Opinião
Depois das imagens
Num primeiro momento a imagem parece ser recorrente; afinal quem já não cansou de ver no cinema alguém atirar em alguém? A perplexidade vem em seguida: as imagens serão autênticas? Um homem atira em outro, o ferido tenta fugir sem sucesso; alvejado nas costas, inerte no chão, recebe mais um disparo. É tudo autêntico. Não é nenhum filme de ficção sobre pistoleiros. Todas as cenas são reais, capturadas no município alagoano de Roteiro. A vítima chamava-se Genivaldo Barbosa da Silva, vereador naquele município.
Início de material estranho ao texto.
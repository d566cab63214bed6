// src/fs/mod.rs

//! Storage collaborator.
//!
//! Everything that touches disk (the Guardfile, the config file, custom stub
//! directories) goes through [`FileSystem`], so the engine can be driven
//! against [`mock::MockFileSystem`] in tests.

use std::fmt::Debug;
use std::fs;
use std::path::Path;

use anyhow::{Context, Result};

pub mod mock;

/// Abstract filesystem interface.
pub trait FileSystem: Send + Sync + Debug {
    fn read_to_string(&self, path: &Path) -> Result<String>;
    /// Replace the whole file, creating parent directories as needed.
    fn write(&self, path: &Path, contents: &[u8]) -> Result<()>;
    fn exists(&self, path: &Path) -> bool;
    fn is_file(&self, path: &Path) -> bool;
}

/// Implementation that uses `std::fs`.
#[derive(Debug, Clone, Default)]
pub struct RealFileSystem;

impl FileSystem for RealFileSystem {
    fn read_to_string(&self, path: &Path) -> Result<String> {
        fs::read_to_string(path).with_context(|| format!("reading file {:?}", path))
    }

    fn write(&self, path: &Path, contents: &[u8]) -> Result<()> {
        if let Some(parent) = path.parent() {
            if !parent.as_os_str().is_empty() {
                fs::create_dir_all(parent)
                    .with_context(|| format!("creating dir {:?}", parent))?;
            }
        }
        fs::write(path, contents).with_context(|| format!("writing to file {:?}", path))
    }

    fn exists(&self, path: &Path) -> bool {
        path.exists()
    }

    fn is_file(&self, path: &Path) -> bool {
        path.is_file()
    }
}
// src/config/mod.rs

//! Configuration for guardgen.
//!
//! Responsibilities:
//! - The [`ConfigProvider`] seam the compiler reads through (`model.rs`).
//! - The closed [`Value`] type (`value.rs`).
//! - Loading a TOML config through the storage layer (`loader.rs`).
//! - Structural validation of the well-known keys (`validate.rs`).

pub mod loader;
pub mod model;
pub mod validate;
pub mod value;

pub use loader::{default_config_path, load_and_validate, load_from_path};
pub use model::{ConfigProvider, GuardConfig};
pub use validate::validate_config;
pub use value::Value;
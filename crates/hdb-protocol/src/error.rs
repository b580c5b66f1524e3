//! Protocol-level error types.

use thiserror::Error;

/// Errors raised while encoding or decoding HDB wire structures.
#[derive(Debug, Clone, PartialEq, Eq, Error)]
#[non_exhaustive]
pub enum ProtocolError {
    /// Buffer ended before a complete structure could be read.
    #[error("incomplete data: expected {expected} bytes, {actual} available")]
    Incomplete {
        /// Bytes required.
        expected: usize,
        /// Bytes available.
        actual: usize,
    },

    /// Unknown message kind on the wire.
    #[error("invalid message kind: {0}")]
    InvalidMessageKind(i8),

    /// Unknown segment kind on the wire.
    #[error("invalid segment kind: {0}")]
    InvalidSegmentKind(i8),

    /// Unknown function code in a reply segment.
    #[error("invalid function code: {0}")]
    InvalidFunctionCode(i16),

    /// Unknown part kind where a known kind is required.
    #[error("invalid part kind: {0}")]
    InvalidPartKind(i8),

    /// Unknown type code.
    #[error("invalid type code: {0}")]
    InvalidTypeCode(u8),

    /// A part of one kind was decoded as another kind.
    #[error("part kind mismatch: expected {expected}, got {actual}")]
    PartKindMismatch {
        /// Kind the caller asked for.
        expected: &'static str,
        /// Kind found on the wire.
        actual: String,
    },

    /// Variable-length field larger than the wire format allows.
    #[error("max argument length exceeded: {0} bytes")]
    LengthExceeded(usize),

    /// Invalid length indicator byte.
    #[error("invalid length indicator: {0}")]
    InvalidLengthIndicator(u8),

    /// Invalid CESU-8 sequence.
    #[error("invalid CESU-8 data at byte {0}")]
    InvalidCesu8(usize),

    /// Option value carried a type code the option cannot hold.
    #[error("invalid option value type {type_code} for option {key}")]
    InvalidOptionType {
        /// Option key.
        key: i8,
        /// Type code found.
        type_code: u8,
    },

    /// Message header announced a size that does not match its content.
    #[error("invalid message length: header says {announced}, got {actual}")]
    InvalidMessageLength {
        /// Length from the header.
        announced: usize,
        /// Length actually available.
        actual: usize,
    },

    /// The initial prolog reply could not be understood.
    #[error("invalid prolog reply: {0}")]
    InvalidProlog(String),

    /// Free-form structural error.
    #[error("malformed {0}")]
    Malformed(String),
}

impl ProtocolError {
    /// Shorthand for a truncated-buffer error.
    #[must_use]
    pub const fn incomplete(expected: usize, actual: usize) -> Self {
        Self::Incomplete { expected, actual }
    }
}
//! Typed key/value option lists.
//!
//! Several parts (connect options, client context, db-connect-info,
//! statement context, transaction flags, topology rows) share one layout:
//! each entry is `key: i8, type: u8, value`, with the value encoded according
//! to its type code.

use bytes::{BufMut, Bytes};

use crate::codec::ByteReader;
use crate::error::ProtocolError;
use crate::typecode::TypeCode;

/// A single option value.
#[derive(Debug, Clone, PartialEq)]
pub enum OptionValue {
    /// Boolean.
    Bool(bool),
    /// 8-bit integer.
    Tinyint(u8),
    /// 32-bit integer.
    Int(i32),
    /// 64-bit integer.
    Bigint(i64),
    /// Double.
    Double(f64),
    /// Text (2-byte length prefix).
    String(String),
    /// Binary (2-byte length prefix).
    Bytes(Bytes),
}

impl OptionValue {
    fn type_code(&self) -> TypeCode {
        match self {
            Self::Bool(_) => TypeCode::Boolean,
            Self::Tinyint(_) => TypeCode::Tinyint,
            Self::Int(_) => TypeCode::Integer,
            Self::Bigint(_) => TypeCode::Bigint,
            Self::Double(_) => TypeCode::Double,
            Self::String(_) => TypeCode::String,
            Self::Bytes(_) => TypeCode::Bstring,
        }
    }

    fn encoded_len(&self) -> usize {
        2 + match self {
            Self::Bool(_) | Self::Tinyint(_) => 1,
            Self::Int(_) => 4,
            Self::Bigint(_) | Self::Double(_) => 8,
            Self::String(s) => 2 + s.len(),
            Self::Bytes(b) => 2 + b.len(),
        }
    }

    /// Integer view (any integer width).
    #[must_use]
    pub fn as_i64(&self) -> Option<i64> {
        match self {
            Self::Tinyint(v) => Some(i64::from(*v)),
            Self::Int(v) => Some(i64::from(*v)),
            Self::Bigint(v) => Some(*v),
            _ => None,
        }
    }

    /// Boolean view.
    #[must_use]
    pub fn as_bool(&self) -> Option<bool> {
        match self {
            Self::Bool(v) => Some(*v),
            _ => None,
        }
    }

    /// Text view.
    #[must_use]
    pub fn as_str(&self) -> Option<&str> {
        match self {
            Self::String(s) => Some(s),
            _ => None,
        }
    }
}

/// Ordered option list keyed by raw option id.
#[derive(Debug, Clone, PartialEq, Default)]
pub struct Options {
    entries: Vec<(i8, OptionValue)>,
}

impl Options {
    /// Empty list.
    #[must_use]
    pub fn new() -> Self {
        Self::default()
    }

    /// Set `key`, replacing an existing entry.
    pub fn set(&mut self, key: impl Into<i8>, value: OptionValue) {
        let key = key.into();
        if let Some(slot) = self.entries.iter_mut().find(|(k, _)| *k == key) {
            slot.1 = value;
        } else {
            self.entries.push((key, value));
        }
    }

    /// Builder-style [`set`](Self::set).
    #[must_use]
    pub fn with(mut self, key: impl Into<i8>, value: OptionValue) -> Self {
        self.set(key, value);
        self
    }

    /// Value stored under `key`.
    #[must_use]
    pub fn get(&self, key: impl Into<i8>) -> Option<&OptionValue> {
        let key = key.into();
        self.entries.iter().find(|(k, _)| *k == key).map(|(_, v)| v)
    }

    /// Number of entries (the part's argument count).
    #[must_use]
    pub fn len(&self) -> usize {
        self.entries.len()
    }

    /// Whether the list is empty.
    #[must_use]
    pub fn is_empty(&self) -> bool {
        self.entries.is_empty()
    }

    /// Iterate entries in wire order.
    pub fn iter(&self) -> impl Iterator<Item = &(i8, OptionValue)> {
        self.entries.iter()
    }

    /// Encoded size of the list.
    #[must_use]
    pub fn encoded_len(&self) -> usize {
        self.entries.iter().map(|(_, v)| v.encoded_len()).sum()
    }

    /// Encode all entries, returning the number of bytes written.
    pub fn encode(&self, dst: &mut impl BufMut) -> usize {
        for (key, value) in &self.entries {
            dst.put_i8(*key);
            dst.put_u8(value.type_code().raw());
            match value {
                OptionValue::Bool(v) => dst.put_u8(u8::from(*v)),
                OptionValue::Tinyint(v) => dst.put_u8(*v),
                OptionValue::Int(v) => dst.put_i32_le(*v),
                OptionValue::Bigint(v) => dst.put_i64_le(*v),
                OptionValue::Double(v) => dst.put_f64_le(*v),
                OptionValue::String(s) => {
                    dst.put_i16_le(s.len() as i16);
                    dst.put_slice(s.as_bytes());
                }
                OptionValue::Bytes(b) => {
                    dst.put_i16_le(b.len() as i16);
                    dst.put_slice(b);
                }
            }
        }
        self.encoded_len()
    }

    /// Decode `count` entries.
    pub fn decode(src: &mut ByteReader, count: usize) -> Result<Self, ProtocolError> {
        let mut entries = Vec::with_capacity(count);
        for _ in 0..count {
            let key = src.i8()?;
            let raw_type = src.u8()?;
            let value = match TypeCode::from_u8(raw_type)? {
                TypeCode::Boolean => OptionValue::Bool(src.bool()?),
                TypeCode::Tinyint => OptionValue::Tinyint(src.u8()?),
                TypeCode::Integer => OptionValue::Int(src.i32()?),
                TypeCode::Bigint => OptionValue::Bigint(src.i64()?),
                TypeCode::Double => OptionValue::Double(src.f64()?),
                TypeCode::String | TypeCode::Nstring => {
                    let len = src.i16()? as u16 as usize;
                    let raw = src.bytes(len)?;
                    OptionValue::String(String::from_utf8_lossy(&raw).into_owned())
                }
                TypeCode::Bstring => {
                    let len = src.i16()? as u16 as usize;
                    OptionValue::Bytes(src.bytes(len)?)
                }
                _ => {
                    return Err(ProtocolError::InvalidOptionType {
                        key,
                        type_code: raw_type,
                    });
                }
            };
            entries.push((key, value));
        }
        Ok(Self { entries })
    }
}

macro_rules! option_keys {
    ($(#[$meta:meta])* $name:ident { $($(#[$vmeta:meta])* $variant:ident = $value:literal,)* }) => {
        $(#[$meta])*
        #[derive(Debug, Clone, Copy, PartialEq, Eq, Hash)]
        #[repr(i8)]
        #[allow(missing_docs)]
        pub enum $name {
            $($(#[$vmeta])* $variant = $value,)*
        }

        impl From<$name> for i8 {
            fn from(key: $name) -> i8 {
                key as i8
            }
        }
    };
}

option_keys! {
    /// Keys of the `connect-options` part.
    ConnectOption {
        ConnectionId = 1,
        CompleteArrayExecution = 2,
        ClientLocale = 3,
        SupportsLargeBulkOperations = 4,
        LargeNumberOfParametersSupport = 10,
        SystemId = 11,
        DataFormatVersion = 12,
        SelectForUpdateSupported = 14,
        ClientDistributionMode = 15,
        EngineDataFormatVersion = 16,
        DistributionProtocolVersion = 17,
        SplitBatchCommands = 18,
        UseTransactionFlagsOnly = 19,
        IgnoreUnknownPartKinds = 21,
        TableOutputParameterMetadataSupport = 22,
        DataFormatVersion2 = 23,
        ItabParameter = 24,
        DescribeTableOutputParameter = 25,
        ColumnarResultSet = 26,
        ScrollableResultSet = 27,
        ClientInfoNullValueSupported = 28,
        AssociatedConnectionId = 29,
        NonTransactionalPrepare = 30,
        FdaEnabled = 31,
        OsUser = 32,
        RowSlotImageResultSet = 33,
        Endianness = 34,
        ImplicitLobStreaming = 37,
        FullVersionString = 44,
        DatabaseName = 45,
        BuildPlatform = 46,
    }
}

option_keys! {
    /// Keys of the `client-context` part.
    ClientContextOption {
        ClientVersion = 1,
        ClientType = 2,
        ClientApplicationProgram = 3,
    }
}

option_keys! {
    /// Keys of the `db-connect-info` part.
    DbConnectInfoOption {
        DatabaseName = 1,
        Host = 2,
        Port = 3,
        IsConnected = 4,
    }
}

option_keys! {
    /// Keys of the `statement-context` part.
    StatementContextOption {
        StatementSequenceInfo = 1,
        ServerExecutionTime = 2,
    }
}

option_keys! {
    /// Keys of the `transactionflags` part.
    TransactionFlag {
        RolledBack = 0,
        Committed = 1,
        NewIsolationLevel = 2,
        DdlCommitModeChanged = 3,
        WriteTransactionStarted = 4,
        NoWriteTransactionStarted = 5,
        SessionClosingTransactionError = 6,
    }
}

option_keys! {
    /// Keys of one `topology-information` row.
    TopologyOption {
        HostName = 1,
        HostPortNumber = 2,
        TenantName = 3,
        LoadFactor = 4,
        VolumeId = 5,
        IsMaster = 6,
        IsCurrentSession = 7,
        ServiceType = 8,
        IsStandby = 10,
        AllIpAddresses = 11,
        AllHostNames = 12,
        SiteType = 13,
    }
}

#[cfg(test)]
#[allow(clippy::unwrap_used)]
mod tests {
    use super::*;
    use bytes::BytesMut;

    #[test]
    fn test_options_roundtrip() {
        let options = Options::new()
            .with(ConnectOption::DataFormatVersion, OptionValue::Int(8))
            .with(ConnectOption::ClientLocale, OptionValue::String("en_US".into()))
            .with(ConnectOption::CompleteArrayExecution, OptionValue::Bool(true))
            .with(ConnectOption::ConnectionId, OptionValue::Bigint(-5));

        let mut buf = BytesMut::new();
        let written = options.encode(&mut buf);
        assert_eq!(written, buf.len());

        let decoded = Options::decode(&mut ByteReader::new(buf.freeze()), options.len()).unwrap();
        assert_eq!(decoded, options);
        assert_eq!(
            decoded.get(ConnectOption::DataFormatVersion).and_then(OptionValue::as_i64),
            Some(8)
        );
    }

    #[test]
    fn test_set_replaces() {
        let mut options = Options::new();
        options.set(DbConnectInfoOption::Port, OptionValue::Int(1));
        options.set(DbConnectInfoOption::Port, OptionValue::Int(2));
        assert_eq!(options.len(), 1);
        assert_eq!(options.get(DbConnectInfoOption::Port), Some(&OptionValue::Int(2)));
    }

    #[test]
    fn test_invalid_option_type() {
        // key 1, type DECIMAL
        let mut reader = ByteReader::new(Bytes::from_static(&[1, 5, 0, 0]));
        assert!(matches!(
            Options::decode(&mut reader, 1),
            Err(ProtocolError::InvalidOptionType { key: 1, type_code: 5 })
        ));
    }
}
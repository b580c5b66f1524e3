//! Credential types for authentication.
//!
//! Secrets never show up in `Debug` output.

use std::fmt;
use std::io::BufReader;
use std::sync::Arc;

use bytes::Bytes;
use rsa::pkcs1::DecodeRsaPrivateKey;
use rsa::pkcs8::DecodePrivateKey;
use rsa::RsaPrivateKey;
use rustls_pemfile::Item;

use crate::error::AuthError;

/// A password.
#[derive(Clone, PartialEq, Eq)]
pub struct Password(Arc<str>);

impl Password {
    /// Wrap a password.
    pub fn new(password: impl Into<Arc<str>>) -> Self {
        Self(password.into())
    }

    /// The clear text.
    #[must_use]
    pub fn expose(&self) -> &str {
        &self.0
    }
}

impl fmt::Debug for Password {
    fn fmt(&self, f: &mut fmt::Formatter<'_>) -> fmt::Result {
        f.write_str("[REDACTED]")
    }
}

/// An opaque bearer token (JWT).
#[derive(Clone, PartialEq, Eq)]
pub struct Token(Arc<str>);

impl Token {
    /// Wrap a token.
    pub fn new(token: impl Into<Arc<str>>) -> Self {
        Self(token.into())
    }

    /// The token text.
    #[must_use]
    pub fn expose(&self) -> &str {
        &self.0
    }
}

impl fmt::Debug for Token {
    fn fmt(&self, f: &mut fmt::Formatter<'_>) -> fmt::Result {
        f.write_str("[REDACTED]")
    }
}

/// A client certificate chain with its RSA private key.
///
/// Built from PEM; the original PEM text is kept so that refreshed
/// material can be compared with the stored one.
#[derive(Clone)]
pub struct ClientCertificate {
    cert_pem: Arc<[u8]>,
    key_pem: Arc<[u8]>,
    chain: Vec<Bytes>,
    key: Arc<RsaPrivateKey>,
}

impl ClientCertificate {
    /// Parse a PEM certificate chain and a PEM (PKCS#1 or PKCS#8) RSA key.
    pub fn from_pem(cert_pem: &[u8], key_pem: &[u8]) -> Result<Self, AuthError> {
        let mut chain = Vec::new();
        for item in rustls_pemfile::read_all(&mut BufReader::new(cert_pem)) {
            match item.map_err(|e| AuthError::Certificate(e.to_string()))? {
                Item::X509Certificate(der) => chain.push(Bytes::copy_from_slice(der.as_ref())),
                _ => continue,
            }
        }
        if chain.is_empty() {
            return Err(AuthError::Certificate("no certificate in PEM data".into()));
        }

        let key = parse_private_key(key_pem)?;
        Ok(Self {
            cert_pem: cert_pem.into(),
            key_pem: key_pem.into(),
            chain,
            key: Arc::new(key),
        })
    }

    /// DER certificates, leaf first.
    #[must_use]
    pub fn chain(&self) -> &[Bytes] {
        &self.chain
    }

    /// The private key.
    #[must_use]
    pub fn private_key(&self) -> &RsaPrivateKey {
        &self.key
    }

    /// Whether this is built from the given PEM material.
    #[must_use]
    pub fn same_pem(&self, cert_pem: &[u8], key_pem: &[u8]) -> bool {
        *self.cert_pem == *cert_pem && *self.key_pem == *key_pem
    }

    /// PEM text of the certificate chain.
    #[must_use]
    pub fn cert_pem(&self) -> &[u8] {
        &self.cert_pem
    }

    /// PEM text of the key.
    #[must_use]
    pub fn key_pem(&self) -> &[u8] {
        &self.key_pem
    }
}

fn parse_private_key(key_pem: &[u8]) -> Result<RsaPrivateKey, AuthError> {
    for item in rustls_pemfile::read_all(&mut BufReader::new(key_pem)) {
        match item.map_err(|e| AuthError::Certificate(e.to_string()))? {
            Item::Pkcs8Key(der) => {
                return RsaPrivateKey::from_pkcs8_der(der.secret_pkcs8_der())
                    .map_err(|e| AuthError::Certificate(format!("PKCS#8 key: {e}")));
            }
            Item::Pkcs1Key(der) => {
                return RsaPrivateKey::from_pkcs1_der(der.secret_pkcs1_der())
                    .map_err(|e| AuthError::Certificate(format!("PKCS#1 key: {e}")));
            }
            Item::Sec1Key(_) => {
                return Err(AuthError::Certificate(
                    "EC keys are not supported, use an RSA key".into(),
                ));
            }
            _ => continue,
        }
    }
    Err(AuthError::Certificate("no private key in PEM data".into()))
}

impl fmt::Debug for ClientCertificate {
    fn fmt(&self, f: &mut fmt::Formatter<'_>) -> fmt::Result {
        f.debug_struct("ClientCertificate")
            .field("chain_len", &self.chain.len())
            .field("key", &"[REDACTED]")
            .finish()
    }
}

impl PartialEq for ClientCertificate {
    fn eq(&self, other: &Self) -> bool {
        self.same_pem(&other.cert_pem, &other.key_pem)
    }
}

#[cfg(test)]
#[allow(clippy::unwrap_used)]
mod tests {
    use super::*;

    #[test]
    fn test_debug_redacts_secrets() {
        let password = Password::new("hunter2");
        let token = Token::new("eyJhbGciOi");
        assert!(!format!("{password:?}").contains("hunter2"));
        assert!(!format!("{token:?}").contains("eyJ"));
        assert_eq!(password.expose(), "hunter2");
    }

    #[test]
    fn test_certificate_requires_chain() {
        let err = ClientCertificate::from_pem(b"garbage", b"garbage").unwrap_err();
        assert!(matches!(err, AuthError::Certificate(_)));
    }
}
O crime aconteceu no dia 20 de agosto de 2010. Infelizmente assassinatos não são novidade aqui ou alhures, mas ter essas ocorrências gravadas é algo que merece reflexões adequadas. Descartado o choque de ver um assassinato, é positivo o uso da tecnologia para monitoração pública. Se o equipamento oferecer uma qualidade superior de gravação, será possível avançar bastante na identificação do criminoso a partir das cenas registradas. Isto é o que é mais significativo. Nos países mais avançados as câmeras de vigilância têm contribuído decisivamente para a elucidação de vários tipos de crimes, desde o terrorismo ao contrabando, passando por sequestros e assassinatos, sem deixar passar contravenções mais corriqueiras como infrações de trânsito. Embora George Orwell tivesse previsto para 1984 um asfixiante sistema de observação (com total invasão de privacidade), a tecnologia para tal já não era novidade muito antes daquela data. Hoje os sistemas de monitoramento têm algo muito mais importante ao oferecer à sociedade que bisbilhotar o existente por baixo dos edredons. É hora de utilizar essa tecnologia para resolver os crimes, porque assistir a imagens sangrentas não é novidade. Depois da exibição das cenas do assassinato em Roteiro, qual será a próxima atração? A apresentação do bandido seria o ideal.